• **WORK TASK**
Give the number of lines in the data below that contain "tracing", and only that number.

Saved data entries:
=== Begin Enclosure ===

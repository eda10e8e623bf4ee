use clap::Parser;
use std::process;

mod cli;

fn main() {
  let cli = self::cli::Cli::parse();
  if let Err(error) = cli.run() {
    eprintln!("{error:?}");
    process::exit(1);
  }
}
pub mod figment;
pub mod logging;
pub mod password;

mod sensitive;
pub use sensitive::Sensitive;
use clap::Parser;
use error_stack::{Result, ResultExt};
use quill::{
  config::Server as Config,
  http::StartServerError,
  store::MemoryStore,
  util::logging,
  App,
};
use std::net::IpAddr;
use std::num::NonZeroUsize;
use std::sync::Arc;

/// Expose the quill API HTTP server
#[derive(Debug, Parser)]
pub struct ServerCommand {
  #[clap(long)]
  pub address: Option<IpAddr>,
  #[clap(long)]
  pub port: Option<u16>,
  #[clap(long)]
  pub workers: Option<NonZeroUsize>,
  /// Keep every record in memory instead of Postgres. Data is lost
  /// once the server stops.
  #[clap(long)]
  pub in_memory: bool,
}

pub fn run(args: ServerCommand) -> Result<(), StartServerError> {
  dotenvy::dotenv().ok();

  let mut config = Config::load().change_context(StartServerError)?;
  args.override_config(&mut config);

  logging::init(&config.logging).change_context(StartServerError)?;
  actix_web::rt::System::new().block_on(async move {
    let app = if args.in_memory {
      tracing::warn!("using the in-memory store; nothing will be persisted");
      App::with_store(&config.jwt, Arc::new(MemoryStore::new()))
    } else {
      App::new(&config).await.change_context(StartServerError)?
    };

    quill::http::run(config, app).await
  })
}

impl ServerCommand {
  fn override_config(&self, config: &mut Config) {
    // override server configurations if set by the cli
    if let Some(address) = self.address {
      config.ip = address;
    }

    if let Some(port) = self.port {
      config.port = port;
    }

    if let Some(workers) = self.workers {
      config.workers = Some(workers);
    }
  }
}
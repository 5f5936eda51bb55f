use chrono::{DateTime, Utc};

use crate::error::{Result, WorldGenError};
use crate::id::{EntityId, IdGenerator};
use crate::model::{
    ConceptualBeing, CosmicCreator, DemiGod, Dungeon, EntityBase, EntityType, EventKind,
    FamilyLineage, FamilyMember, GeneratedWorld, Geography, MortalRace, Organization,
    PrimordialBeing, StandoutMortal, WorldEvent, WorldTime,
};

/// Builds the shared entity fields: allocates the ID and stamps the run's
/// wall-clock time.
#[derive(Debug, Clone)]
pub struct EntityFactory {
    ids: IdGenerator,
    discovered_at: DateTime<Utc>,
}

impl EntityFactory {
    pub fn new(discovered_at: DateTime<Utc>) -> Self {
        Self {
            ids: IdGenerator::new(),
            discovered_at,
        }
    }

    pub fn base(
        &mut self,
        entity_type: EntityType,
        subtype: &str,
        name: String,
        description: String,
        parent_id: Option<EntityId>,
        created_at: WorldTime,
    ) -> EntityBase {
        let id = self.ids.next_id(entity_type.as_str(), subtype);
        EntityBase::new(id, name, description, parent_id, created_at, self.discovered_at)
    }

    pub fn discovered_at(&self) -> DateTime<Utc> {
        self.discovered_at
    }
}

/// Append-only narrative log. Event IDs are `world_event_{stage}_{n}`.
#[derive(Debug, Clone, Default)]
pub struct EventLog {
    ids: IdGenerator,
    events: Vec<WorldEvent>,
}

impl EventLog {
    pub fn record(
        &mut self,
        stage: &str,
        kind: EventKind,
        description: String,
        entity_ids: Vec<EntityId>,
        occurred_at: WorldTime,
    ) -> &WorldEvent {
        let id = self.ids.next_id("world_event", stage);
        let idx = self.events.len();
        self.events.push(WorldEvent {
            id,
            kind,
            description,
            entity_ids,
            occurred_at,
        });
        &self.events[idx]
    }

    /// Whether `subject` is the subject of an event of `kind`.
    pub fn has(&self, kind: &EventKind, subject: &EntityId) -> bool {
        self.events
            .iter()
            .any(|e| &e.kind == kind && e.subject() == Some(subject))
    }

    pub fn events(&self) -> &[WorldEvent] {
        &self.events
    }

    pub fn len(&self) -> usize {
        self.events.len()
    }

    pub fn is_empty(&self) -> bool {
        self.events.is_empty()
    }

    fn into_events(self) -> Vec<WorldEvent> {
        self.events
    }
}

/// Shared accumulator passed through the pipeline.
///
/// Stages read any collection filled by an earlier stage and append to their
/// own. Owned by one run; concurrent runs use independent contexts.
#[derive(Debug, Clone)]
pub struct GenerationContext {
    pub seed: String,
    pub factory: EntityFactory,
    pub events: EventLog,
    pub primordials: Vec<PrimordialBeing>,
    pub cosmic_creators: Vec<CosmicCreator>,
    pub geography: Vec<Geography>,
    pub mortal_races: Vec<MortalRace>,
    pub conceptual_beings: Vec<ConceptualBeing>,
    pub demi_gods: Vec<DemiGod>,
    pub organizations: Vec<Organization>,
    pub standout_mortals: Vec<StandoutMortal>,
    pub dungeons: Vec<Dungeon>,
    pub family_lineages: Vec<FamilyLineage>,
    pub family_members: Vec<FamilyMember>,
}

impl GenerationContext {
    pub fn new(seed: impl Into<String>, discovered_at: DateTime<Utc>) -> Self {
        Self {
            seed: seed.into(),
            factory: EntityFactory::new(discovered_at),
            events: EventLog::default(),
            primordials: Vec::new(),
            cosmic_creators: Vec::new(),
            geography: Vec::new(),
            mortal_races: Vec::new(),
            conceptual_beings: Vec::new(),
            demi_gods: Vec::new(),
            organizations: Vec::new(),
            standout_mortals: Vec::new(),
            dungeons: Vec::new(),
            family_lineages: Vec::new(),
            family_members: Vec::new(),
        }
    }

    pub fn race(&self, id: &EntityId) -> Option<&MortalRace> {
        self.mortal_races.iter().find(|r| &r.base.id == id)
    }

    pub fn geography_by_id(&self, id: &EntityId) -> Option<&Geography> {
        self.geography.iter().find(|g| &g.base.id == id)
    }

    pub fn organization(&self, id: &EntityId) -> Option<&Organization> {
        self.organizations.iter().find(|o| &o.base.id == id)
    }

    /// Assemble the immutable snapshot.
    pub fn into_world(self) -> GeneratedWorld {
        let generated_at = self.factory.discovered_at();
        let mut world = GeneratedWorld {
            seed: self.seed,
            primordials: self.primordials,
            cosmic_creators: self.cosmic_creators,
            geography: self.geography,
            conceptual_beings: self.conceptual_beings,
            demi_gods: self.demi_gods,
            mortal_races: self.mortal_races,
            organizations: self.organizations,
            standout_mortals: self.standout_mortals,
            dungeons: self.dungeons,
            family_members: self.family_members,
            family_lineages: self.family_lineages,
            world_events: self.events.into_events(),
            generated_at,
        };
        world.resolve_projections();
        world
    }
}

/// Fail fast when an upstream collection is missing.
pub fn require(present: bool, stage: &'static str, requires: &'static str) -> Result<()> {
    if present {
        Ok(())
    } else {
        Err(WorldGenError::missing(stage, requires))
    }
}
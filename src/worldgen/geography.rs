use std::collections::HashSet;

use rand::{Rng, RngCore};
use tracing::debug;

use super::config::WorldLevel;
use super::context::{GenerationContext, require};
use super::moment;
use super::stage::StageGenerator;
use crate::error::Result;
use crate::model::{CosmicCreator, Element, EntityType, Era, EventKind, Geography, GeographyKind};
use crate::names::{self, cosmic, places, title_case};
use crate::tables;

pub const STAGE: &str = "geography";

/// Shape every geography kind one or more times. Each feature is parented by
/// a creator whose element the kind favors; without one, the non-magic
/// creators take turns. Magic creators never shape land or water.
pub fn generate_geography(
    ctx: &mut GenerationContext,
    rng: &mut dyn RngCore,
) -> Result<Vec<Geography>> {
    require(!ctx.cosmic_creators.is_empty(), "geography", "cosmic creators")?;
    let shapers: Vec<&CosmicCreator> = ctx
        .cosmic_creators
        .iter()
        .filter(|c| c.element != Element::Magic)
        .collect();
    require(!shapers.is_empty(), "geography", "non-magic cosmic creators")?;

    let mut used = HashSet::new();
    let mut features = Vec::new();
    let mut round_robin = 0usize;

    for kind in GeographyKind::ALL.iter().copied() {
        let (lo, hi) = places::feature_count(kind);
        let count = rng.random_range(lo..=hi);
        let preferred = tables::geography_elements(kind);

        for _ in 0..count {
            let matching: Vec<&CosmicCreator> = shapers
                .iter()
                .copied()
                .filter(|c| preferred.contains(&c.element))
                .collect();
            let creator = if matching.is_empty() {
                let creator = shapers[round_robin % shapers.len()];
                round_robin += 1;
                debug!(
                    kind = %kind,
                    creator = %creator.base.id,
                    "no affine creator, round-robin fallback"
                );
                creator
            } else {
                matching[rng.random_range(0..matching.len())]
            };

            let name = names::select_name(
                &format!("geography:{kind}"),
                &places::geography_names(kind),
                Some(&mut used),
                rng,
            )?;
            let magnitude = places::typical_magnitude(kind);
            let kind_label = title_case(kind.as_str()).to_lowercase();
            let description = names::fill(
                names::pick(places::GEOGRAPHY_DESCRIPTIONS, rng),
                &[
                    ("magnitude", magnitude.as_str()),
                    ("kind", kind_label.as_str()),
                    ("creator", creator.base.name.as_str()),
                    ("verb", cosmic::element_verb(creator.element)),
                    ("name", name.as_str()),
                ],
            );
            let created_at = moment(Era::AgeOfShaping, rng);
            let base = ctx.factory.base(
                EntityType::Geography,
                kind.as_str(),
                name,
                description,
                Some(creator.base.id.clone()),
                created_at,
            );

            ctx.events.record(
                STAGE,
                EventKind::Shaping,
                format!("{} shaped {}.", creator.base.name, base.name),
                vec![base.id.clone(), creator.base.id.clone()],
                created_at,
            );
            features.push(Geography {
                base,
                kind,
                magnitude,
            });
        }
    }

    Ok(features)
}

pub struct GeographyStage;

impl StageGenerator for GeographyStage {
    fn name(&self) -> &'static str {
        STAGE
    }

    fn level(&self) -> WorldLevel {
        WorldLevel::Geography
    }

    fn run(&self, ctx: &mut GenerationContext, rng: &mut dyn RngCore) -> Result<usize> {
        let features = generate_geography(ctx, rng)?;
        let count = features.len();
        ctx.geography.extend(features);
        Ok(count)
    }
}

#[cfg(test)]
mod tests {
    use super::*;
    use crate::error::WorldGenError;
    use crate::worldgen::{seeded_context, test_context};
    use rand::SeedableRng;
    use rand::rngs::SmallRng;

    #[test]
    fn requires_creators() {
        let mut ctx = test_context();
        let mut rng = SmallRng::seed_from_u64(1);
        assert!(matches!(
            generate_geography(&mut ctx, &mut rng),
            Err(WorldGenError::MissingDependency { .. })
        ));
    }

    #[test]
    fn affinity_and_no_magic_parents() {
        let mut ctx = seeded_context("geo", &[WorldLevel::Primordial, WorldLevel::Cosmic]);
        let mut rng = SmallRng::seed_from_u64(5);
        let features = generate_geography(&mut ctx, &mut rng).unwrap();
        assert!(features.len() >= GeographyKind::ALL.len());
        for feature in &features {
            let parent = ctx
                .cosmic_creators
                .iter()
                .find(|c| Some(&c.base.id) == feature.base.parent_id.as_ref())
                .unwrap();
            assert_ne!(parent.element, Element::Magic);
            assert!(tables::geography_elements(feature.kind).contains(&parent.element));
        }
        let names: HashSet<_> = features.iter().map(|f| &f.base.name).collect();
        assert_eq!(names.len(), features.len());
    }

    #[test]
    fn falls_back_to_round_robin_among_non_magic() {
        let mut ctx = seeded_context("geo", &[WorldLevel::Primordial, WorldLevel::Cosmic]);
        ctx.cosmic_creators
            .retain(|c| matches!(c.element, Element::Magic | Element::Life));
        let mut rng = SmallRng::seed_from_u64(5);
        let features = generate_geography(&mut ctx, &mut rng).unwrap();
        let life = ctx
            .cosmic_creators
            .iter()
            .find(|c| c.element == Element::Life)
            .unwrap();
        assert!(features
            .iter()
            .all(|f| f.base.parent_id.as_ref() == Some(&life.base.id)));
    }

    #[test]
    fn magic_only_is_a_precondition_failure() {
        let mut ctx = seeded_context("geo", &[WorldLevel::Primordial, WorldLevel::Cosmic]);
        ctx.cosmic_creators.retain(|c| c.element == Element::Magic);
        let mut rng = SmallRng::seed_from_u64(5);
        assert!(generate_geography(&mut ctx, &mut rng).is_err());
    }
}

=== End Enclosure ===

• **TASK ANSWER**
2